[What is needed] Restate verbatim the span of lines below between the line with "let p = self.get(y, x);" and the line with "usize, pixels: Vec<Pixel>)", including those two lines, and only that span.

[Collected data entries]
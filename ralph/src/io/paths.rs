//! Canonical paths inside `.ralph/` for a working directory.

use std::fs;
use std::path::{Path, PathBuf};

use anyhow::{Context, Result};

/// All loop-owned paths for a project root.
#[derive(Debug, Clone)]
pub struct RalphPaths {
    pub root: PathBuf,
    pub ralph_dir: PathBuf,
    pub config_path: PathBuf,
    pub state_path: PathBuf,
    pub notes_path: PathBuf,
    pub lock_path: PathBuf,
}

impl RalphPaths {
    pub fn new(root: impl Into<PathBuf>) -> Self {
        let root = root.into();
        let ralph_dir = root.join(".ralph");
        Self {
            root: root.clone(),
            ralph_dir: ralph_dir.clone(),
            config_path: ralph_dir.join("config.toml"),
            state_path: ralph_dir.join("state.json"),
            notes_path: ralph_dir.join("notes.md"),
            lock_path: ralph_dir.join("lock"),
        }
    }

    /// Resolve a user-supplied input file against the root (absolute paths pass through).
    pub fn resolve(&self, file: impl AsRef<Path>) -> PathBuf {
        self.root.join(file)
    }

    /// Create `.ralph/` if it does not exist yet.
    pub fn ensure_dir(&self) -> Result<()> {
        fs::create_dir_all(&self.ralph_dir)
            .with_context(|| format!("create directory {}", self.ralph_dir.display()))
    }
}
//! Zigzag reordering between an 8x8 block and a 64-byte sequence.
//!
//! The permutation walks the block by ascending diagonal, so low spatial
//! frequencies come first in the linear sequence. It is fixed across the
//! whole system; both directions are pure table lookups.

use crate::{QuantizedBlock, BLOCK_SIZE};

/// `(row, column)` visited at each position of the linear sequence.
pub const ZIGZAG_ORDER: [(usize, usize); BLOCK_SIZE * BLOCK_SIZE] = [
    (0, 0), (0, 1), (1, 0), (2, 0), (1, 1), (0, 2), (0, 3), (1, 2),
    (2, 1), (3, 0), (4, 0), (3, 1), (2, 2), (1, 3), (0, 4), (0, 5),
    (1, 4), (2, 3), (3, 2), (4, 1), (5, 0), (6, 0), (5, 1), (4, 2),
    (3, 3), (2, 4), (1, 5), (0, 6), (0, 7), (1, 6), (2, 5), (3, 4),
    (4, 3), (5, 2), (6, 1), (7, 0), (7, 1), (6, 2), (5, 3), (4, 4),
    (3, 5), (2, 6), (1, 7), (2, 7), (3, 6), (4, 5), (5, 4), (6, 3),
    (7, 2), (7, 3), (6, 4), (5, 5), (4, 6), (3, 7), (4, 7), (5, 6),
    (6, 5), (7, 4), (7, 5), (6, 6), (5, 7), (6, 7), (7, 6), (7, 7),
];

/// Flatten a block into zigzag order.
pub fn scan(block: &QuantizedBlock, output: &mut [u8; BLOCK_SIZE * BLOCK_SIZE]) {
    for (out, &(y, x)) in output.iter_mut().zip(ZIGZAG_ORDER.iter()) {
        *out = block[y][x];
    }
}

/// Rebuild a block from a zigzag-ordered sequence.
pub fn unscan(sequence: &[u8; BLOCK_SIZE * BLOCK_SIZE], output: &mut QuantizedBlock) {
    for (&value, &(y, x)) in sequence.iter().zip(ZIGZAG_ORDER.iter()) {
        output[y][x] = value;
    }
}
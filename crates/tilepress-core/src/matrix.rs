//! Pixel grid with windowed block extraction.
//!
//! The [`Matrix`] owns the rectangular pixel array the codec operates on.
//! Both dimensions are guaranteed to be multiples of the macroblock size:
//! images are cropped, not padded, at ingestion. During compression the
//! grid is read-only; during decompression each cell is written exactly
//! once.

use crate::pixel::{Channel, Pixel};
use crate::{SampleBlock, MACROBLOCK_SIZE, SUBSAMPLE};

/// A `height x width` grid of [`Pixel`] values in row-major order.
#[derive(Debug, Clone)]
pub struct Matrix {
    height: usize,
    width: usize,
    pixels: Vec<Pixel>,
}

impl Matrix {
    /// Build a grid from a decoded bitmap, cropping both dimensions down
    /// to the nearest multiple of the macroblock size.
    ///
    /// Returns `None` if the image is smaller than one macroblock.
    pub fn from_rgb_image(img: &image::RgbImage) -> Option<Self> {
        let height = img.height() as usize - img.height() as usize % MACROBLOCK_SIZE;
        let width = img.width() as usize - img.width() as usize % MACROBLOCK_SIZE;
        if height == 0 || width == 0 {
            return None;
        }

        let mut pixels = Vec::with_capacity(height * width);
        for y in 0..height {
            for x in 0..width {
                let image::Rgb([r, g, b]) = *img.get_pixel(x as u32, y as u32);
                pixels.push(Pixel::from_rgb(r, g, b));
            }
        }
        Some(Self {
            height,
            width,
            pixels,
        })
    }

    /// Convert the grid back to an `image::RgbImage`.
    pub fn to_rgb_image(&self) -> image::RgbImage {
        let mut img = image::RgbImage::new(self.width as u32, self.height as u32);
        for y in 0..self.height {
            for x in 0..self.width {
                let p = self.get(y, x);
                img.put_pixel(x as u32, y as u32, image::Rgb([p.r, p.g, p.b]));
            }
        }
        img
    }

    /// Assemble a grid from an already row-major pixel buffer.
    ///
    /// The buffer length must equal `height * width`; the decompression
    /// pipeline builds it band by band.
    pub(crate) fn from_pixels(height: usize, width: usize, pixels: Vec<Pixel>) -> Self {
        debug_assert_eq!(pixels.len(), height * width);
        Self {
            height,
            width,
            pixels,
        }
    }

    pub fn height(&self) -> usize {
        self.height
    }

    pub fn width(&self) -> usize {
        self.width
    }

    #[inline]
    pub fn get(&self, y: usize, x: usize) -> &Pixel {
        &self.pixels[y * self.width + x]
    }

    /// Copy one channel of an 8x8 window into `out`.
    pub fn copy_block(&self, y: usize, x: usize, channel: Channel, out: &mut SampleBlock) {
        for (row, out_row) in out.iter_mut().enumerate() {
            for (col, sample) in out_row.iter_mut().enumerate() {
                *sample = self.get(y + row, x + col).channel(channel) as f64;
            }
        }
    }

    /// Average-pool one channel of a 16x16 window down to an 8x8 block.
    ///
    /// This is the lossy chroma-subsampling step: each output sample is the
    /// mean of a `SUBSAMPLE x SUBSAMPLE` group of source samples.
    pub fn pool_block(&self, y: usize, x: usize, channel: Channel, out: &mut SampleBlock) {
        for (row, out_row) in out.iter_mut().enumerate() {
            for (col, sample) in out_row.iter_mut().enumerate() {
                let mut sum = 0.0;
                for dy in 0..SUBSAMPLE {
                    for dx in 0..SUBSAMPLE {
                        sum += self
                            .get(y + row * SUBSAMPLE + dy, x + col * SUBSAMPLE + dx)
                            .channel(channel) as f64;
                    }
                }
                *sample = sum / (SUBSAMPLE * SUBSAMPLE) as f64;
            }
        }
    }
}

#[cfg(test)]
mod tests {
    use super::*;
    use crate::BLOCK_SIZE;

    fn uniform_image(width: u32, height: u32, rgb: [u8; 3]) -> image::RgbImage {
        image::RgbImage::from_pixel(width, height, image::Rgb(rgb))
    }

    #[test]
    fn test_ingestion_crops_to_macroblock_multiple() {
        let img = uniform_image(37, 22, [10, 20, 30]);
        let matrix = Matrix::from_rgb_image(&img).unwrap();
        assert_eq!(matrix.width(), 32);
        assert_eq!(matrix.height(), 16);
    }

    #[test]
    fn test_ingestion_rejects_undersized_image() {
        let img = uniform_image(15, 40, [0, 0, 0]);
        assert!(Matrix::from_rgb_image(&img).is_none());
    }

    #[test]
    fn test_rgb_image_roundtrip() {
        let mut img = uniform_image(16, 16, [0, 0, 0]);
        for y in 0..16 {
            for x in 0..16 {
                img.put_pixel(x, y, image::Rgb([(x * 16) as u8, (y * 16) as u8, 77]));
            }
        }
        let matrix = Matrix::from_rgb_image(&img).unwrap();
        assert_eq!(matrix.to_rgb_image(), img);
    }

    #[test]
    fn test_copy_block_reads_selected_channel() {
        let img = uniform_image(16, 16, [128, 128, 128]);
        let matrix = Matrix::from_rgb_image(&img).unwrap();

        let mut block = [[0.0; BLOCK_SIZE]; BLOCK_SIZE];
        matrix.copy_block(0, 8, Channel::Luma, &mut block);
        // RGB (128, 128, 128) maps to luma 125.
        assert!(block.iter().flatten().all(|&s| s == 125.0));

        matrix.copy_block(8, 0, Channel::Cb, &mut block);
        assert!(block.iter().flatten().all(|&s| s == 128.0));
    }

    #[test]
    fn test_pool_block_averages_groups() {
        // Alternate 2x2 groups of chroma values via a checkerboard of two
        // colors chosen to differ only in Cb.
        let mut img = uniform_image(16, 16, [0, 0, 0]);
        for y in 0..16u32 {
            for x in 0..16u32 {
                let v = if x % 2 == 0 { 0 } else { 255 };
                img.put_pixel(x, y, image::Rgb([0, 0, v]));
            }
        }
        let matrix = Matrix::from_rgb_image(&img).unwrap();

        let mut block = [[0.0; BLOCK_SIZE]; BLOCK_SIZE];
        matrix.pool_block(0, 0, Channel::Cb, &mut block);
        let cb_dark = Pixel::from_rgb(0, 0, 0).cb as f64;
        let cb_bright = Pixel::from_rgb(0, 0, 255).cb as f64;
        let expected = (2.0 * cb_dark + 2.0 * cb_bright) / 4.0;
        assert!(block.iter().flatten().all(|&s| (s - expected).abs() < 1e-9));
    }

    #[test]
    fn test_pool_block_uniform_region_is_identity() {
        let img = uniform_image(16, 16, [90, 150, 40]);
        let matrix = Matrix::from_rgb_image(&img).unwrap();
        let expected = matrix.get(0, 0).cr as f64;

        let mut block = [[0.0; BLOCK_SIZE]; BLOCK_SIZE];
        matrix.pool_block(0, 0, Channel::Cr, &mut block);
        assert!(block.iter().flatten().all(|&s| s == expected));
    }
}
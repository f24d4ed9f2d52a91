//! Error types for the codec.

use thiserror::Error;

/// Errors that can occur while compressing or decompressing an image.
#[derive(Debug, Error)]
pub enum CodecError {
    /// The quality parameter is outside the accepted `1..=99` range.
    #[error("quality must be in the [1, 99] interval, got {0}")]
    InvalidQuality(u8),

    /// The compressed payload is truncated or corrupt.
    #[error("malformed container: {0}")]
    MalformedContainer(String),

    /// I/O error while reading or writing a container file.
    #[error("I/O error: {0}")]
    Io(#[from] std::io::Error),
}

[Exercise answer]
                let p = self.get(y, x);
                img.put_pixel(x as u32, y as u32, image::Rgb([p.r, p.g, p.b]));
            }
        }
        img
    }

    /// Assemble a grid from an already row-major pixel buffer.
    ///
    /// The buffer length must equal `height * width`; the decompression
    /// pipeline builds it band by band.
    pub(crate) fn from_pixels(height: usize, width: usize, pixels: Vec<Pixel>) -> Self {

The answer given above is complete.